▸ What needs to be done:
What is needed is an exact copy of all the records.

▸ Data to use:
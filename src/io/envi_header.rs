//! ENVI text headers written next to every `.img` payload so that the
//! sidecars can be opened by ENVI-aware tools without the DIMAP header

use crate::core::product::{Band, TiePointGrid};
use crate::types::{DataType, DimapError, DimapResult};
use regex::Regex;
use std::collections::HashMap;
use std::fmt::Write as _;
use std::path::Path;

const DESCRIPTION: &str = "DIMAP raster product sidecar";

#[derive(Debug, Clone, PartialEq)]
pub struct EnviHeader {
    pub description: String,
    pub samples: usize,
    pub lines: usize,
    pub bands: usize,
    pub header_offset: usize,
    pub data_type: DataType,
    /// 1 means big-endian
    pub byte_order: u8,
    pub band_names: Vec<String>,
    pub wavelength: Option<f64>,
    pub gain: f64,
    pub offset: f64,
}

impl EnviHeader {
    fn new(name: &str, samples: usize, lines: usize, data_type: DataType) -> Self {
        Self {
            description: format!("{} {}", DESCRIPTION, name),
            samples,
            lines,
            bands: 1,
            header_offset: 0,
            data_type,
            byte_order: 1,
            band_names: vec![name.to_string()],
            wavelength: None,
            gain: 1.0,
            offset: 0.0,
        }
    }

    pub fn for_band(band: &Band) -> Self {
        let mut header = Self::new(&band.name, band.width, band.height, band.data_type);
        header.gain = band.scaling_factor;
        header.offset = band.scaling_offset;
        if band.spectral.wavelength > 0.0 {
            header.wavelength = Some(band.spectral.wavelength);
        }
        header
    }

    pub fn for_tie_point_grid(grid: &TiePointGrid) -> Self {
        Self::new(&grid.name, grid.grid_width, grid.grid_height, grid.data_type)
    }

    pub fn to_text(&self) -> String {
        let mut out = String::from("ENVI\n");
        // writing to a String cannot fail
        let _ = writeln!(out, "description = {{{}}}", self.description);
        let _ = writeln!(out, "samples = {}", self.samples);
        let _ = writeln!(out, "lines = {}", self.lines);
        let _ = writeln!(out, "bands = {}", self.bands);
        let _ = writeln!(out, "header offset = {}", self.header_offset);
        let _ = writeln!(out, "file type = ENVI Standard");
        let _ = writeln!(out, "data type = {}", self.data_type.envi_code());
        let _ = writeln!(out, "interleave = bsq");
        let _ = writeln!(out, "byte order = {}", self.byte_order);
        let _ = writeln!(out, "band names = {{ {} }}", self.band_names.join(", "));
        if let Some(wavelength) = self.wavelength {
            let _ = writeln!(out, "wavelength units = nm");
            let _ = writeln!(out, "wavelength = {{ {} }}", wavelength);
        }
        let _ = writeln!(out, "data gain values = {{ {} }}", self.gain);
        let _ = writeln!(out, "data offset values = {{ {} }}", self.offset);
        out
    }

    pub fn write_to(&self, path: &Path) -> DimapResult<()> {
        if let Some(parent) = path.parent() {
            std::fs::create_dir_all(parent)?;
        }
        std::fs::write(path, self.to_text())?;
        log::debug!("Wrote ENVI header {}", path.display());
        Ok(())
    }

    pub fn parse(text: &str) -> DimapResult<Self> {
        if !text.trim_start().starts_with("ENVI") {
            return Err(DimapError::Format("ENVI header must start with 'ENVI'".to_string()));
        }
        let entries = parse_entries(text)?;
        let get = |key: &str| entries.get(key).map(String::as_str);
        let number = |key: &str| -> DimapResult<usize> {
            get(key)
                .and_then(|v| v.trim().parse::<usize>().ok())
                .ok_or_else(|| DimapError::Format(format!("ENVI header lacks a valid '{}'", key)))
        };
        let list = |key: &str| -> Vec<String> {
            get(key)
                .map(|v| {
                    v.split(',')
                        .map(|s| s.trim().to_string())
                        .filter(|s| !s.is_empty())
                        .collect()
                })
                .unwrap_or_default()
        };
        let first_f64 = |key: &str| list(key).first().and_then(|v| v.parse::<f64>().ok());

        let code = number("data type")? as u32;
        let data_type = DataType::from_envi_code(code)
            .ok_or_else(|| DimapError::Format(format!("unsupported ENVI data type {}", code)))?;
        Ok(Self {
            description: get("description").unwrap_or("").trim().to_string(),
            samples: number("samples")?,
            lines: number("lines")?,
            bands: number("bands").unwrap_or(1),
            header_offset: number("header offset").unwrap_or(0),
            data_type,
            byte_order: number("byte order").unwrap_or(0) as u8,
            band_names: list("band names"),
            wavelength: first_f64("wavelength"),
            gain: first_f64("data gain values").unwrap_or(1.0),
            offset: first_f64("data offset values").unwrap_or(0.0),
        })
    }

    pub fn read_from(path: &Path) -> DimapResult<Self> {
        let text = std::fs::read_to_string(path)?;
        Self::parse(&text)
    }
}

/// `key = value` pairs; `{...}` values may span lines
fn parse_entries(text: &str) -> DimapResult<HashMap<String, String>> {
    let re = Regex::new(r"(?ms)^\s*([A-Za-z][A-Za-z0-9 _]*?)\s*=\s*(\{[^}]*\}|[^\r\n]*)")
        .map_err(|e| DimapError::Format(format!("ENVI header pattern: {}", e)))?;
    let mut entries = HashMap::new();
    for caps in re.captures_iter(text) {
        let key = caps[1].trim().to_ascii_lowercase();
        let raw = caps[2].trim();
        let value = raw
            .strip_prefix('{')
            .and_then(|v| v.strip_suffix('}'))
            .unwrap_or(raw)
            .replace(['\r', '\n'], " ");
        entries.insert(key, value.trim().to_string());
    }
    Ok(entries)
}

▸ Result of this task:
filename src/io/envi_header.rs
//! ENVI text headers written next to every `.img` payload so that the
//! sidecars can be opened by ENVI-aware tools without the DIMAP header

use crate::core::product::{Band, TiePointGrid};
use crate::types::{DataType, DimapError, DimapResult};
use regex::Regex;
use std::collections::HashMap;
use std::fmt::Write as _;
use std::path::Path;

const DESCRIPTION: &str = "DIMAP raster product sidecar";

#[derive(Debug, Clone, PartialEq)]
pub struct EnviHeader {
    pub description: String,
    pub samples: usize,
    pub lines: usize,
    pub bands: usize,
    pub header_offset: usize,
    pub data_type: DataType,
    /// 1 means big-endian
    pub byte_order: u8,
    pub band_names: Vec<String>,
    pub wavelength: Option<f64>,
    pub gain: f64,
    pub offset: f64,
}

impl EnviHeader {
    fn new(name: &str, samples: usize, lines: usize, data_type: DataType) -> Self {
        Self {
            description: format!("{} {}", DESCRIPTION, name),
            samples,
            lines,
            bands: 1,
            header_offset: 0,
            data_type,
            byte_order: 1,
            band_names: vec![name.to_string()],
            wavelength: None,
            gain: 1.0,
            offset: 0.0,
        }
    }

    pub fn for_band(band: &Band) -> Self {
        let mut header = Self::new(&band.name, band.width, band.height, band.data_type);
        header.gain = band.scaling_factor;
        header.offset = band.scaling_offset;
        if band.spectral.wavelength > 0.0 {
            header.wavelength = Some(band.spectral.wavelength);
        }
        header
    }

    pub fn for_tie_point_grid(grid: &TiePointGrid) -> Self {
        Self::new(&grid.name, grid.grid_width, grid.grid_height, grid.data_type)
    }

    pub fn to_text(&self) -> String {
        let mut out = String::from("ENVI\n");
        // writing to a String cannot fail
        let _ = writeln!(out, "description = {{{}}}", self.description);
        let _ = writeln!(out, "samples = {}", self.samples);
        let _ = writeln!(out, "lines = {}", self.lines);
        let _ = writeln!(out, "bands = {}", self.bands);
        let _ = writeln!(out, "header offset = {}", self.header_offset);
        let _ = writeln!(out, "file type = ENVI Standard");
        let _ = writeln!(out, "data type = {}", self.data_type.envi_code());
        let _ = writeln!(out, "interleave = bsq");
        let _ = writeln!(out, "byte order = {}", self.byte_order);
        let _ = writeln!(out, "band names = {{ {} }}", self.band_names.join(", "));
        if let Some(wavelength) = self.wavelength {
            let _ = writeln!(out, "wavelength units = nm");
            let _ = writeln!(out, "wavelength = {{ {} }}", wavelength);
        }
        let _ = writeln!(out, "data gain values = {{ {} }}", self.gain);
        let _ = writeln!(out, "data offset values = {{ {} }}", self.offset);
        out
    }

    pub fn write_to(&self, path: &Path) -> DimapResult<()> {
        if let Some(parent) = path.parent() {
            std::fs::create_dir_all(parent)?;
        }
        std::fs::write(path, self.to_text())?;
        log::debug!("Wrote ENVI header {}", path.display());
        Ok(())
    }

    pub fn parse(text: &str) -> DimapResult<Self> {
        if !text.trim_start().starts_with("ENVI") {
            return Err(DimapError::Format("ENVI header must start with 'ENVI'".to_string()));
        }
        let entries = parse_entries(text)?;
        let get = |key: &str| entries.get(key).map(String::as_str);
        let number = |key: &str| -> DimapResult<usize> {
            get(key)
                .and_then(|v| v.trim().parse::<usize>().ok())
                .ok_or_else(|| DimapError::Format(format!("ENVI header lacks a valid '{}'", key)))
        };
        let list = |key: &str| -> Vec<String> {
            get(key)
                .map(|v| {
                    v.split(',')
                        .map(|s| s.trim().to_string())
                        .filter(|s| !s.is_empty())
                        .collect()
                })
                .unwrap_or_default()
        };
        let first_f64 = |key: &str| list(key).first().and_then(|v| v.parse::<f64>().ok());

        let code = number("data type")? as u32;
        let data_type = DataType::from_envi_code(code)
            .ok_or_else(|| DimapError::Format(format!("unsupported ENVI data type {}", code)))?;
        Ok(Self {
            description: get("description").unwrap_or("").trim().to_string(),
            samples: number("samples")?,
            lines: number("lines")?,
            bands: number("bands").unwrap_or(1),
            header_offset: number("header offset").unwrap_or(0),
            data_type,
            byte_order: number("byte order").unwrap_or(0) as u8,
            band_names: list("band names"),
            wavelength: first_f64("wavelength"),
            gain: first_f64("data gain values").unwrap_or(1.0),
            offset: first_f64("data offset values").unwrap_or(0.0),
        })
    }

    pub fn read_from(path: &Path) -> DimapResult<Self> {
        let text = std::fs::read_to_string(path)?;
        Self::parse(&text)
    }
}

/// `key = value` pairs; `{...}` values may span lines
fn parse_entries(text: &str) -> DimapResult<HashMap<String, String>> {
    let re = Regex::new(r"(?ms)^\s*([A-Za-z][A-Za-z0-9 _]*?)\s*=\s*(\{[^}]*\}|[^\r\n]*)")
        .map_err(|e| DimapError::Format(format!("ENVI header pattern: {}", e)))?;
    let mut entries = HashMap::new();
    for caps in re.captures_iter(text) {
        let key = caps[1].trim().to_ascii_lowercase();
        let raw = caps[2].trim();
        let value = raw
            .strip_prefix('{')
            .and_then(|v| v.strip_suffix('}'))
            .unwrap_or(raw)
            .replace(['\r', '\n'], " ");
        entries.insert(key, value.trim().to_string());
    }
    Ok(entries)
}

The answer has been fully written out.